(Dataset entries)

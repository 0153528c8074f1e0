//! # zenraster
//!
//! Uncompressed BMP reading and writing, a canonical in-memory pixel
//! format, and geometric resampling (zoom and rotate) on top of it.
//!
//! ## Pipeline
//!
//! 1. [`decode_bmp`] / [`read_bmp_file`] produce a [`RawImageRecord`]: the
//!    packed rows, palette and signed dimensions exactly as stored.
//! 2. [`canonicalize`] turns that into a [`CanonicalImage`]: top-down,
//!    8 bits per channel, one channel when the picture is achromatic and
//!    blue-green-red otherwise.
//! 3. [`zoom`], [`rotate`] and the [`color`] filters work on the canonical
//!    image in place.
//! 4. [`reencode`] packs it back (8-bit gray palette or 24-bit) and
//!    [`encode_bmp`] / [`write_bmp_file`] serialize it.
//!
//! ## Supported input
//!
//! - 1, 4 and 8 bits per pixel with a palette
//! - 24 and 32 bits per pixel (the fourth byte is ignored)
//! - bottom-up (positive height) and top-down (negative height) row order
//!
//! ## Non-Goals
//!
//! - RLE and other compressed BMP variants
//! - 16 bits per pixel
//! - Alpha channels and color management
//!
//! ## Usage
//!
//! ```no_run
//! use zenraster::{Interpolation, RowOrder, Unstoppable};
//!
//! let data = std::fs::read("photo.bmp").unwrap();
//!
//! // Probe without decoding
//! let info = zenraster::probe_bmp(&data)?;
//! println!("{}x{} {:?}", info.width, info.height, info.depth);
//!
//! let record = zenraster::decode_bmp(&data, Unstoppable)?;
//! let mut image = zenraster::canonicalize(&record);
//!
//! zenraster::zoom(&mut image, 640, 480, Interpolation::Bilinear);
//! zenraster::rotate(&mut image, 30.0, Interpolation::Cubic, 255, false);
//!
//! let bytes = zenraster::encode_bmp(&zenraster::reencode(image), RowOrder::BottomUp, Unstoppable)?;
//! # let _ = bytes;
//! # Ok::<(), zenraster::BitmapError>(())
//! ```

#![forbid(unsafe_code)]

extern crate alloc;

mod canonical;
mod error;
mod image;
mod limits;
mod record;
mod reencode;
mod utils;

pub mod bmp;
pub mod color;
pub mod resample;

use alloc::vec::Vec;
use std::path::Path;

// Re-exports
pub use bmp::{BmpInfo, RowOrder};
pub use canonical::canonicalize;
pub use enough::{Stop, Unstoppable};
pub use error::BitmapError;
pub use image::CanonicalImage;
pub use limits::Limits;
pub use record::{BitDepth, PaletteEntry, RawImageRecord, row_stride};
pub use reencode::reencode;
pub use resample::{Interpolation, rotate, zoom};

/// Parse a BMP from memory.
pub fn decode_bmp(data: &[u8], stop: impl Stop) -> Result<RawImageRecord, BitmapError> {
    bmp::decode(data, None, &stop)
}

/// Parse a BMP from memory, rejecting images beyond `limits` before the
/// row buffer is allocated.
pub fn decode_bmp_with_limits(
    data: &[u8],
    limits: &Limits,
    stop: impl Stop,
) -> Result<RawImageRecord, BitmapError> {
    bmp::decode(data, Some(limits), &stop)
}

/// Read only the headers.
pub fn probe_bmp(data: &[u8]) -> Result<BmpInfo, BitmapError> {
    bmp::probe(data)
}

/// Serialize a record as an uncompressed BMP.
pub fn encode_bmp(
    record: &RawImageRecord,
    order: RowOrder,
    stop: impl Stop,
) -> Result<Vec<u8>, BitmapError> {
    bmp::encode(record, order, &stop)
}

/// Read and parse a BMP file.
pub fn read_bmp_file(path: impl AsRef<Path>, stop: impl Stop) -> Result<RawImageRecord, BitmapError> {
    bmp::read_file(path.as_ref(), &stop)
}

/// Serialize a record and write it to `path`, replacing any existing file.
pub fn write_bmp_file(
    path: impl AsRef<Path>,
    record: &RawImageRecord,
    order: RowOrder,
    stop: impl Stop,
) -> Result<(), BitmapError> {
    bmp::write_file(path.as_ref(), record, order, &stop)
}

/// Read a BMP file straight into canonical form.
pub fn load(path: impl AsRef<Path>) -> Result<CanonicalImage, BitmapError> {
    let record = read_bmp_file(path, Unstoppable)?;
    Ok(canonicalize(&record))
}

/// Re-encode and write a canonical image as a bottom-up BMP.
pub fn save(path: impl AsRef<Path>, image: CanonicalImage) -> Result<(), BitmapError> {
    write_bmp_file(path, &reencode(image), RowOrder::BottomUp, Unstoppable)
}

(End Dataset entries)

* **Exercise description**
Using the data above, count the lines where "canonicalize" appears. Reply with the number only.

* **Output for this exercise**
4